- Published: November 17, 2021
- Updated: June 2, 2022
- University / College: University of Ottawa
- Language: English
- Downloads: 27
Introduction
Global business standards codex principles (GBSC) define the conduct of business and business people when engaging in business activities that often requires partnership amongst stakeholders (Holmes & Hatch, 2007, p. 376). This paper discusses three prime principles namely; The Fairness Principle, The Transparency Principle and The Reliability Principle. The three principles are used to evaluate the state of global business in the supermarket business. Primarily, the essay is based on the GBSC principles mentioned about the role that they play in shaping the nature of supermarket businesses across the globe. According to Paine, Deshpande, Margolis and Bettcher (2005, p. 124), code of conduct can be utilized well or poorly to develop desired or undesirable outcomes in the business sector. Hence, principles of business ethics commonly referred to as GBSC principles are central to ensuring ethical business conduct.
The Fairness Principle
Fairness or an equal playing field for various partners to engage on the ground is essential if the supermarket sector is to realize competitiveness amongst industry players (Hazlett & Sosa, 1997, p. 207). Hence, it is essential that parties concerned secure the market as a level playing ground for all sector players involved. According to Richards, Lawrence, Loong and Burch (2012, p. 250) government agencies that are mandated with the role of ensuring equality in market conditions have a responsibility to ensure fairness in the market.
In this regard a commission such as the Australian Competition and Consumer Commission (ACCC) is mandated with the responsibility to ensure that supermarkets are not abused by others that may monopolize the industry in pricing. Hence, the ACCC should intervene to ensure that pricing in supermarkets is fair and that all players adhere to the protocol assigned for the pricing mechanism. The importance of the fairness principle is in ensuring equity in the market in turn allows for harmonization of prices in the market which is prudent in ensuring acceptable code of conduct by bodies such as the ACCC (Richards et al., 2012, p. 250; Paine, et al., 2005, p. 124).

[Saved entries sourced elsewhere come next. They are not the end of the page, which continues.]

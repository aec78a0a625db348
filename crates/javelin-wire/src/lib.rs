//! Binary object-graph codec.
//!
//! Encodes a live object graph into a compact byte stream and decodes it
//! back against a shared type registry, preserving aliasing and cycles
//! through a per-stream object-id table. The scalar helpers in
//! [`scalar`] cover the remote-call boundary, where bare values skip the
//! graph codec.

pub mod bytes;
pub mod decode;
pub mod encode;
pub mod scalar;
pub mod tags;

pub use bytes::{ByteReader, ByteWriter};
pub use decode::BinaryDecoder;
pub use encode::{record_size, BinaryEncoder};
pub use tags::WireTag;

The Transparency Principle
This principle is tailored to guard against untruthfulness and deception in business dealings or interactions. In this regard, the principle is concerned with objectivity in disclosure amongst all parties involved. In this sense fair trade as developed by Richards et al. (2012, p. 250) cannot be discussed in the absence of ethical trade. According to Smith and Barrientos (2005, p. 191), ethical trade is one in which parties engaged in trading are honest with one another. As a result, there are unlikely chances that a party can act in a manner to undercut competitors. Therefore, to achieve fair trade, dialogue, transparency and respect amongst industry players is essential to winning the goodwill of competitors in the market. Otherwise, without transparency good will cannot be achieved and, hence, competitors may engage in cutthroat tactics to stay ahead in the game (Etzioni, 2010, p. 2).

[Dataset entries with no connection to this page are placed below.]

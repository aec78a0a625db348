//! Per-type layout and metadata.
//!
//! A [`TypeDescriptor`] records everything either flattener needs to
//! know about one source type: its numeric id, its representation
//! [`TypeKind`], its full field list (inherited fields first), and the
//! C names of its reference and object types. The variant set is closed;
//! the flatteners dispatch on the kind tag and stay generic over it.

use javelin_core::header::{self, HeaderFlags};
use javelin_core::types::{FieldDef, JavaType, PrimKind};

use crate::registry::TypeRegistry;

/// Stable handle to a descriptor inside its registry.
///
/// The registry is the sole owner of descriptors; every holder keeps one
/// of these and goes through the registry, so repeat registration hands
/// back the identical descriptor.
#[derive(Debug, Clone, Copy, PartialEq, Eq, Hash, PartialOrd, Ord)]
pub struct DescriptorId(pub(crate) u32);

impl DescriptorId {
    pub fn index(self) -> usize {
        self.0 as usize
    }
}

/// Representation of a type in the target.
#[derive(Debug, Clone, PartialEq)]
pub enum TypeKind {
    /// Heap record: struct with a header word, handled by pointer.
    Record,
    /// Flattened immutable value, embedded by value (union when the
    /// source type is an interface).
    ImmutableValue { is_union: bool },
    /// Opaque native data: header, flag word, raw body of the given
    /// C-expression size. Field values never cross the boundary.
    Opaque { body_size: String },
    /// The built-in string representation.
    BuiltinString,
    PrimitiveArray(PrimKind),
    ReferenceArray { component: JavaType },
}

impl TypeKind {
    pub fn is_array(&self) -> bool {
        matches!(self, TypeKind::PrimitiveArray(_) | TypeKind::ReferenceArray { .. })
    }

    /// True for kinds whose wire encoding is delegated to a custom
    /// serializer rather than the generic record walk.
    pub fn has_custom_serializer(&self) -> bool {
        matches!(
            self,
            TypeKind::BuiltinString | TypeKind::ImmutableValue { .. } | TypeKind::Opaque { .. }
        )
    }
}

/// The registry's record of one type.
#[derive(Debug)]
pub struct TypeDescriptor {
    pub(crate) ty: JavaType,
    pub(crate) type_id: u32,
    pub(crate) kind: TypeKind,
    /// All non-static fields, superclass fields first.
    pub(crate) fields: Vec<FieldDef>,
    /// Object type name for class kinds (`struct Point_3`), reference
    /// type name for array kinds (`struct Point_3**`, `int*`).
    pub(crate) type_name: String,
    pub(crate) has_instances: bool,
    pub(crate) subtypes: Vec<DescriptorId>,
}

impl TypeDescriptor {
    pub fn ty(&self) -> &JavaType {
        &self.ty
    }

    /// The type id. For class kinds this is the full record id; for
    /// array kinds it is the kind byte that occupies the upper 8 bits of
    /// the 24-bit id space.
    pub fn type_id(&self) -> u32 {
        self.type_id
    }

    pub fn kind(&self) -> &TypeKind {
        &self.kind
    }

    pub fn fields(&self) -> &[FieldDef] {
        &self.fields
    }

    pub fn has_instances(&self) -> bool {
        self.has_instances
    }

    pub fn subtypes(&self) -> &[DescriptorId] {
        &self.subtypes
    }

    /// The C type of a reference to this type.
    pub fn reference_type(&self) -> String {
        match &self.kind {
            TypeKind::Record | TypeKind::Opaque { .. } | TypeKind::BuiltinString => {
                format!("{}*", self.type_name)
            }
            // Immutables are embedded by value; a "reference" is the
            // struct itself.
            TypeKind::ImmutableValue { .. } => self.type_name.clone(),
            TypeKind::PrimitiveArray(_) | TypeKind::ReferenceArray { .. } => {
                self.type_name.clone()
            }
        }
    }

    /// The C type of the object itself. For arrays this is the
    /// component type.
    pub fn object_type(&self) -> String {
        if self.kind.is_array() {
            self.type_name[..self.type_name.len() - 1].to_string()
        } else {
            self.type_name.clone()
        }
    }

    /// The full 32-bit header word for an instance of this type.
    pub fn header_word(&self, flags: HeaderFlags) -> u32 {
        if self.kind.is_array() {
            self.type_id << 24
        } else {
            header::header_word(self.type_id, flags)
        }
    }

    /// C member name of the `index`-th field.
    pub fn field_member(&self, index: usize) -> String {
        format!("{}_{}", normalized(&self.fields[index].name), index)
    }

    /// Member name of this type's slot inside an immutable-interface
    /// union.
    pub fn union_member(&self) -> String {
        format!("t{}", self.type_id)
    }

    /// Renders the C definition of this type. Arrays have none.
    pub fn definition_code(&self, registry: &TypeRegistry) -> String {
        match &self.kind {
            // An interface-typed immutable is a union over the object
            // types of its registered implementors.
            TypeKind::ImmutableValue { is_union: true } => {
                let mut out = String::new();
                out.push_str(&self.type_name);
                out.push_str(" {\n ");
                out.push_str(header::HEADER_DECL);
                out.push('\n');
                for &sub in &self.subtypes {
                    let t = registry.get(sub);
                    out.push_str("  ");
                    out.push_str(&t.object_type());
                    out.push(' ');
                    out.push_str(&t.union_member());
                    out.push_str(";\n");
                }
                out.push_str("};\n");
                out
            }
            TypeKind::Record | TypeKind::ImmutableValue { .. } => {
                let mut out = String::new();
                out.push_str(&self.type_name);
                out.push_str(" {");
                out.push_str(header::HEADER_DECL);
                for (i, field) in self.fields.iter().enumerate() {
                    let ty = registry
                        .type_name(&field.ty, true)
                        .unwrap_or_else(|_| "void*".to_string());
                    out.push_str(&ty);
                    out.push(' ');
                    out.push_str(&self.field_member(i));
                    out.push_str("; ");
                }
                out.push_str("};\n");
                out
            }
            TypeKind::Opaque { body_size } => {
                format!(
                    "{} {{{}int flag; double body[(({}) + sizeof(double) - 1) / sizeof(double)]; }};\n",
                    self.type_name,
                    header::HEADER_DECL,
                    body_size
                )
            }
            TypeKind::BuiltinString => format!(
                "{} {{{}int length; char body[1]; }};\n",
                self.type_name,
                header::HEADER_DECL
            ),
            TypeKind::PrimitiveArray(_) | TypeKind::ReferenceArray { .. } => String::new(),
        }
    }
}

/// `$` in nested-class names is not a valid C identifier character.
pub(crate) fn normalized(name: &str) -> String {
    name.replace('$', "_")
}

The third Principle is the reliability principle it is meant to act as a guidance system to uphold obligations that one is tasked with the responsibility of. In this regard, reliability principle is concerned with ensuring that agreements regarding contracts, promises, and commitments of any business nature in the supermarket industry are respected. Louw, Vermeulen, Kristen and Madevu (2007, p. 540) allude to the fact that respect of contracts is essential to secure good relationships between stakeholders in the supermarkets industry. As such, farmers should be treated with respect due to the contributions that they make in providing food utilities to the supermarkets. Therefore, contracts entered into between supermarket conglomerates, and farmers should reflect harmonized standards in the industry. To this end, it is important that industry players engage to ensure that all contracts of the business nature concerning the industry are unilaterally agreed upon.
Reliability principles can as well be observed from the approach that it incorporates the good will of industry players in safeguarding the interests of customers. Hence, as Round (2006, p. 51), explains it is not always the case that supermarket chains that dominate the industry assure reliability. The reason for this is because in some instances the big chains may utilize their supremacy to take advantage of the vulnerable small chains and impose prices on customers. Therefore, in such a scenario the principle of reliability is not adhered to.
Conclusion
Essentially, business practice requires that principles of GBSC are adhered to in order to interact effectively with stakeholders in the industry. In this regard, the paper has discussed the context of global supermarket business drawing from three fundamental GBSC business principles. The principles discussed are the transparency, the reliability and the fairness principles. However, GBSC principles are not limited to the ones discussed, although, these prove crucial in the global supermarket industry as discussed.